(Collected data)
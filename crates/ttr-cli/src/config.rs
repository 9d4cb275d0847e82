//! Configuration loading and management.

use std::fmt;
use std::path::{Path, PathBuf};

use figment::Figment;
use figment::providers::{Env, Format, Serialized, Toml};
use serde::{Deserialize, Serialize};

use ttr_db::ActivePolicy;

/// Application configuration.
#[derive(Clone, Serialize, Deserialize)]
pub struct Config {
    /// Path to the database file.
    pub database_path: PathBuf,

    /// Directory backup copies are written to.
    pub backup_dir: PathBuf,

    /// When true (the default), starting a task stops whatever else is
    /// running; when false, distinct tasks may run concurrently.
    pub single_active: bool,
}

impl fmt::Debug for Config {
    fn fmt(&self, f: &mut fmt::Formatter<'_>) -> fmt::Result {
        f.debug_struct("Config")
            .field("database_path", &self.database_path)
            .field("backup_dir", &self.backup_dir)
            .field("single_active", &self.single_active)
            .finish()
    }
}

impl Default for Config {
    fn default() -> Self {
        let data_dir = dirs_data_path().unwrap_or_else(|| PathBuf::from("."));
        Self {
            database_path: data_dir.join("ttr.db"),
            backup_dir: data_dir.join("backups"),
            single_active: true,
        }
    }
}

impl Config {
    /// Loads configuration, optionally from a specific file.
    #[expect(
        clippy::result_large_err,
        reason = "figment::Error is large but only returned at startup"
    )]
    pub fn load_from(config_path: Option<&Path>) -> Result<Self, figment::Error> {
        let mut figment = Figment::from(Serialized::defaults(Self::default()));

        // Load from default config location
        if let Some(config_dir) = dirs_config_path() {
            figment = figment.merge(Toml::file(config_dir.join("config.toml")));
        }

        // Load from specified config file
        if let Some(path) = config_path {
            figment = figment.merge(Toml::file(path));
        }

        // Load from environment variables (TTR_*)
        figment = figment.merge(Env::prefixed("TTR_"));

        figment.extract()
    }

    /// The active-session policy this configuration selects.
    pub const fn active_policy(&self) -> ActivePolicy {
        if self.single_active {
            ActivePolicy::Exclusive
        } else {
            ActivePolicy::PerTask
        }
    }
}

/// Returns the platform-specific config directory for ttr.
fn dirs_config_path() -> Option<PathBuf> {
    dirs::config_dir().map(|p| p.join("ttr"))
}

/// Returns the platform-specific data directory for ttr.
///
/// On Linux: `~/.local/share/ttr`
pub fn dirs_data_path() -> Option<PathBuf> {
    dirs::data_dir().map(|p| p.join("ttr"))
}

#[cfg(test)]
mod tests {
    use super::*;

    #[test]
    fn test_dirs_data_path_ends_with_ttr() {
        let path = dirs_data_path().unwrap();
        assert_eq!(path.file_name().unwrap(), "ttr");
    }

    #[test]
    fn test_default_config_uses_data_dir() {
        let config = Config::default();
        let data_dir = dirs_data_path().unwrap();
        assert_eq!(config.database_path, data_dir.join("ttr.db"));
        assert_eq!(config.backup_dir, data_dir.join("backups"));
    }

    #[test]
    fn test_default_policy_is_exclusive() {
        let config = Config::default();
        assert!(config.single_active);
        assert_eq!(config.active_policy(), ActivePolicy::Exclusive);
    }

    #[test]
    fn test_config_file_overrides_defaults() {
        let temp = tempfile::tempdir().unwrap();
        let config_file = temp.path().join("config.toml");
        std::fs::write(
            &config_file,
            "database_path = \"/tmp/elsewhere.db\"\nsingle_active = false\n",
        )
        .unwrap();

        let config = Config::load_from(Some(&config_file)).unwrap();
        assert_eq!(config.database_path, PathBuf::from("/tmp/elsewhere.db"));
        assert_eq!(config.active_policy(), ActivePolicy::PerTask);
    }
}
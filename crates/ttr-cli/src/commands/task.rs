//! Task management commands: add, list, mark, remove.

use std::io::Write;

use anyhow::Result;

use ttr_db::Database;

use super::util::resolve_task;

/// Adds a task, reporting whether it already existed.
pub fn add(
    db: &Database,
    name: &str,
    category: Option<&str>,
    important: bool,
) -> Result<()> {
    let existing = db.find_task_by_name(name)?;
    let id = db.add_task(name, category, important)?;
    match existing {
        Some(task) => println!("Task '{}' already exists (id {id})", task.name),
        None => println!("Added task '{}' (id {id})", name.trim()),
    }
    Ok(())
}

/// Lists all tasks, important first.
pub fn list<W: Write>(writer: &mut W, db: &Database) -> Result<()> {
    let tasks = db.list_tasks()?;
    if tasks.is_empty() {
        writeln!(writer, "No tasks yet.")?;
        writeln!(writer, "Hint: Run 'ttr task add <name>' or 'ttr start <name>'.")?;
        return Ok(());
    }

    writeln!(writer, "{:>4}  {:<2}  {:<28}  Category", "ID", "W", "Name")?;
    for task in tasks {
        let flag = if task.important { "*" } else { "" };
        writeln!(
            writer,
            "{:>4}  {:<2}  {:<28}  {}",
            task.id, flag, task.name, task.category
        )?;
    }
    Ok(())
}

/// Sets or clears the importance flag of a task addressed by name.
pub fn mark(db: &Database, name: &str, unset: bool) -> Result<()> {
    let task = resolve_task(db, name)?;
    db.set_task_importance(task.id, !unset)?;
    if unset {
        println!("Cleared importance of '{}'", task.name);
    } else {
        println!("Marked '{}' as important", task.name);
    }
    Ok(())
}

/// Removes a task and all its entries.
pub fn remove(db: &Database, name: &str) -> Result<()> {
    let task = resolve_task(db, name)?;
    db.remove_task(task.id)?;
    println!("Removed task '{}' and its entries", task.name);
    Ok(())
}
//! I/O boundary traits for testability
//!
//! Services take these as trait objects so tests can substitute an
//! in-memory implementation.

use std::io;
use std::path::Path;

/// Filesystem abstraction for testability.
pub trait FileSystem: Send + Sync {
    /// Read file contents to string.
    fn read_to_string(&self, path: &Path) -> io::Result<String>;

    /// Write string content to file.
    fn write(&self, path: &Path, content: &str) -> io::Result<()>;

    /// Check if path exists.
    fn exists(&self, path: &Path) -> bool;

    /// Create directory and all parent directories.
    fn create_dir_all(&self, path: &Path) -> io::Result<()>;

    /// Rename/move a file.
    fn rename(&self, from: &Path, to: &Path) -> io::Result<()>;

    /// Create parent directories if needed.
    fn ensure_parent(&self, path: &Path) -> io::Result<()> {
        if let Some(parent) = path.parent() {
            if !parent.as_os_str().is_empty() {
                self.create_dir_all(parent)?;
            }
        }
        Ok(())
    }
}

// ============================================================
// REAL IMPLEMENTATIONS
// ============================================================

/// Real filesystem implementation.
#[derive(Debug, Default)]
pub struct RealFileSystem;

impl FileSystem for RealFileSystem {
    fn read_to_string(&self, path: &Path) -> io::Result<String> {
        std::fs::read_to_string(path)
    }

    fn write(&self, path: &Path, content: &str) -> io::Result<()> {
        std::fs::write(path, content)
    }

    fn exists(&self, path: &Path) -> bool {
        path.exists()
    }

    fn create_dir_all(&self, path: &Path) -> io::Result<()> {
        std::fs::create_dir_all(path)
    }

    fn rename(&self, from: &Path, to: &Path) -> io::Result<()> {
        std::fs::rename(from, to)
    }
}
//! Domain-level errors (no external dependencies)

use thiserror::Error;

/// Domain errors represent caller-input violations of the hierarchy rules.
/// None of them are transient; they propagate to the caller unchanged.
#[derive(Error, Debug, Clone, PartialEq)]
pub enum DomainError {
    #[error("sponsor not found: {0}")]
    SponsorNotFound(String),

    #[error("member not found: {0}")]
    MemberNotFound(String),

    #[error("hierarchy already has a root: {0}")]
    RootAlreadyExists(String),

    #[error("sponsor {sponsor} already has {capacity} children")]
    CapacityExceeded { sponsor: String, capacity: usize },

    #[error("moving {member} under {sponsor} would create a cycle")]
    CycleDetected { member: String, sponsor: String },
}

/// Result type for domain operations.
pub type DomainResult<T> = Result<T, DomainError>;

[Directions]
Repeat only what lies between the first line of the data and the line containing "use ttr_db::ActivePolicy;", both of those lines included, exactly as it stands.

[Solved exercise]
filename crates/ttr-cli/src/config.rs
repository 9d4cb275d0847e82
//! Configuration loading and management.

use std::fmt;
use std::path::{Path, PathBuf};

use figment::Figment;
use figment::providers::{Env, Format, Serialized, Toml};
use serde::{Deserialize, Serialize};

use ttr_db::ActivePolicy;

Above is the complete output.